** Opening MATERIAL TO PROCESS block **
use std::fs;
use std::path::Path;

use serde::{Deserialize, Serialize};

use crate::error::Result;
use crate::schema::BenchmarkSpec;

#[derive(Clone, Copy, Debug, PartialEq, Eq)]
pub enum Profile {
    Quick,
    Full,
}

impl Profile {
    pub fn as_str(&self) -> &'static str {
        match self {
            Profile::Quick => "quick",
            Profile::Full => "full",
        }
    }

    /// Repetitions of the looping benchmarks.
    pub fn full_passes(&self) -> usize {
        match self {
            Profile::Quick => 1,
            Profile::Full => 3,
        }
    }

    /// Repetitions of the start-up-only benchmarks.
    pub fn fast_passes(&self) -> usize {
        match self {
            Profile::Quick => 2,
            Profile::Full => 5,
        }
    }
}

#[derive(Clone, Debug)]
pub struct BenchConfig {
    pub profile: Profile,
    pub full_passes: usize,
    pub fast_passes: usize,
    /// Loop count for the kernel benchmark; `None` skips it.
    pub kernel_loops: Option<u64>,
    pub cpu_sweep: bool,
    pub count_events: bool,
    pub seed: u64,
}

impl BenchConfig {
    pub fn new(profile: Profile) -> Self {
        Self {
            profile,
            full_passes: profile.full_passes(),
            fast_passes: profile.fast_passes(),
            kernel_loops: Some(1_000_000),
            cpu_sweep: true,
            count_events: false,
            seed: 0,
        }
    }

    pub fn passes(&self, group: PassGroup) -> usize {
        match group {
            PassGroup::Full => self.full_passes,
            PassGroup::Fast => self.fast_passes,
        }
    }
}

#[derive(Clone, Copy, Debug, PartialEq, Eq, Serialize, Deserialize)]
#[serde(rename_all = "lowercase")]
pub enum PassGroup {
    Full,
    Fast,
}

/// A named benchmark and how often it is repeated.
#[derive(Clone, Debug, PartialEq, Eq, Serialize, Deserialize)]
pub struct SuiteEntry {
    pub name: String,
    pub group: PassGroup,
    #[serde(flatten)]
    pub spec: BenchmarkSpec,
}

impl SuiteEntry {
    pub fn new(name: &str, group: PassGroup, spec: BenchmarkSpec) -> Self {
        Self {
            name: name.to_string(),
            group,
            spec,
        }
    }
}

/// The stock suite: three looping benchmarks measuring per-event cost, then
/// the same pairs without a loop count measuring start-up cost only.
pub fn default_suite() -> Vec<SuiteEntry> {
    let basic = BenchmarkSpec::new("basic-benchmark", "basic-benchmark-ust");
    let sha2 = BenchmarkSpec::new("sha2-benchmark", "sha2-benchmark-ust");
    let gen_tp = BenchmarkSpec::new("basic-benchmark", "basic-benchmark-gen-tp");

    vec![
        SuiteEntry::new("basic", PassGroup::Full, basic.clone().with_loops(10_000_000)),
        SuiteEntry::new("sha2", PassGroup::Full, sha2.clone().with_loops(1_000_000)),
        SuiteEntry::new(
            "gen-tp",
            PassGroup::Full,
            gen_tp.clone().with_loops(1_000_000).with_tp_per_loop(16),
        ),
        SuiteEntry::new("basic", PassGroup::Fast, basic),
        SuiteEntry::new("sha2", PassGroup::Fast, sha2),
        SuiteEntry::new("gen-tp", PassGroup::Fast, gen_tp),
    ]
}

/// Load a suite from a JSON array of entries.
pub fn load_suite<P: AsRef<Path>>(path: P) -> Result<Vec<SuiteEntry>> {
    let text = fs::read_to_string(path)?;
    Ok(serde_json::from_str(&text)?)
}

#[cfg(test)]
mod tests {
    use super::*;
    use tempfile::tempdir;

    #[test]
    fn quick_profile_matches_stock_sweep() {
        let cfg = BenchConfig::new(Profile::Quick);
        assert_eq!(cfg.passes(PassGroup::Full), 1);
        assert_eq!(cfg.passes(PassGroup::Fast), 2);
        assert_eq!(cfg.profile.as_str(), "quick");
    }

    #[test]
    fn default_suite_shape() {
        let suite = default_suite();
        assert_eq!(suite.len(), 6);
        let gen_tp = &suite[2];
        assert_eq!(gen_tp.name, "gen-tp");
        assert_eq!(gen_tp.spec.nr_events(), Some(16_000_000));
        assert!(suite[3..].iter().all(|e| e.group == PassGroup::Fast && e.spec.nr_loops.is_none()));
    }

    #[test]
    fn suite_file_round_trips_through_flattened_spec() {
        let dir = tempdir().unwrap();
        let path = dir.path().join("suite.json");
        fs::write(
            &path,
            r#"[{"name": "basic", "group": "full", "baseline": ["basic-benchmark"],
                 "ust": ["basic-benchmark-ust"], "nr_loops": 100, "tp_per_loop": 2}]"#,
        )
        .unwrap();

        let suite = load_suite(&path).unwrap();
        assert_eq!(
            suite,
            vec![SuiteEntry::new(
                "basic",
                PassGroup::Full,
                BenchmarkSpec::new("basic-benchmark", "basic-benchmark-ust")
                    .with_loops(100)
                    .with_tp_per_loop(2)
            )]
        );
    }
}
** Closing MATERIAL TO PROCESS block **
WHAT NEEDS TO BE DONE:
Scan the listing for the word "derive". Copy every line in which it appears.

RESPONSE TO THIS EXERCISE:
#[derive(Clone, Copy, Debug, PartialEq, Eq)]
#[derive(Clone, Debug)]
#[derive(Clone, Copy, Debug, PartialEq, Eq, Serialize, Deserialize)]
#[derive(Clone, Debug, PartialEq, Eq, Serialize, Deserialize)]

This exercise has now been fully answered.